Friday, November 25, 2011

An Ode to Hitching


Hitchhiking is where the human instinct to move, travel and journey becomes the opportunity to peer briefly into the bubble of all of these different lives you are normally oblivious to. I don't think people have considered the unfortunate state of a society where two people moving in the same direction cannot move together, where help is suspicious. But if you choose to so view it, hitchhiking in Zambia can be beautiful.

I've learned about trade with the DRC from South African truckers. I've learned Swahili from Tanzanian drivers. I've learned about the safari business and white commercial farmers. I've learned about the different government ministries and military service. I've learned how bribing is legitimized with inane traffic laws. I've learned about the movement of people and goods according to the geography of agricultural markets and flux of the seasons. I've learned about Chinese investment, mines and the logistics of vaccination campaigns. I've rode in curious comfort with MPs and in doubt with barrels of diesel and roofing sheets. Hitchhiking is truly an education. 

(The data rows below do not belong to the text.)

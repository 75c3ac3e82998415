// ==========================================
// 末端配送车队仿真 - API 层
// ==========================================
// 职责: 对外业务接口（鉴权、车队数据、仿真与历史）
// HTTP 适配层按 ApiError::status_code() 映射状态码
// ==========================================

pub mod auth_api;
pub mod error;
pub mod fleet_api;
pub mod simulation_api;
pub mod validator;

// 重导出核心类型
pub use auth_api::{AuthApi, AuthenticatedManager, LoginResponse};
pub use error::{ApiError, ApiResult};
pub use fleet_api::FleetApi;
pub use simulation_api::{RunSimulationRequest, SimulationApi, SimulationResponse, MAX_HISTORY_LIMIT};
pub use validator::{EntityValidator, FieldViolation};
// ==========================================
// 末端配送车队仿真 - 仓储层错误类型
// ==========================================
// 工具: thiserror 派生宏
// 说明: 表结构不含外键，约束错误只有 UNIQUE / CHECK 两类
// ==========================================

use thiserror::Error;

/// 仓储层错误类型
#[derive(Error, Debug)]
pub enum RepositoryError {
    // ===== 数据库错误 =====
    #[error("记录未找到: {entity} with id={id}")]
    NotFound { entity: String, id: String },

    #[error("数据库锁获取失败: {0}")]
    LockError(String),

    #[error("数据库查询失败: {0}")]
    DatabaseQueryError(String),

    #[error("唯一约束违反: {0}")]
    UniqueConstraintViolation(String),

    #[error("检查约束违反: {0}")]
    CheckConstraintViolation(String),

    // ===== 数据质量错误 =====
    #[error("序列化失败: {0}")]
    SerializationError(String),

    #[error(transparent)]
    Other(#[from] anyhow::Error),
}

impl RepositoryError {
    pub fn not_found(entity: &str, id: &str) -> Self {
        RepositoryError::NotFound {
            entity: entity.to_string(),
            id: id.to_string(),
        }
    }
}

// 实现 From<rusqlite::Error>
impl From<rusqlite::Error> for RepositoryError {
    fn from(err: rusqlite::Error) -> Self {
        match err {
            rusqlite::Error::SqliteFailure(_, Some(msg)) => {
                if msg.contains("UNIQUE") {
                    RepositoryError::UniqueConstraintViolation(msg)
                } else if msg.contains("CHECK") {
                    RepositoryError::CheckConstraintViolation(msg)
                } else {
                    RepositoryError::DatabaseQueryError(msg)
                }
            }
            rusqlite::Error::QueryReturnedNoRows => RepositoryError::NotFound {
                entity: "Unknown".to_string(),
                id: "Unknown".to_string(),
            },
            _ => RepositoryError::DatabaseQueryError(err.to_string()),
        }
    }
}

// 实现 From<serde_json::Error>
impl From<serde_json::Error> for RepositoryError {
    fn from(err: serde_json::Error) -> Self {
        RepositoryError::SerializationError(err.to_string())
    }
}

/// Result 类型别名
pub type RepositoryResult<T> = Result<T, RepositoryError>;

One of my most memorable hitches was trying to get home from a musical festival in Malawi. For a day my world overlapped with the amazing world of a young entrepreneurial couple with the first food truck in Malawi. They brought the idea back from their time in the UK as students. I rode in the back, snacking on left over sweeties and having a mobile dance party with sacks of potatoes, thinking how the gourmet food truck craze of bringing crepes with rare cheese to yoganistas at farmers markets has some how found its way to my bum self in the Malawian bush.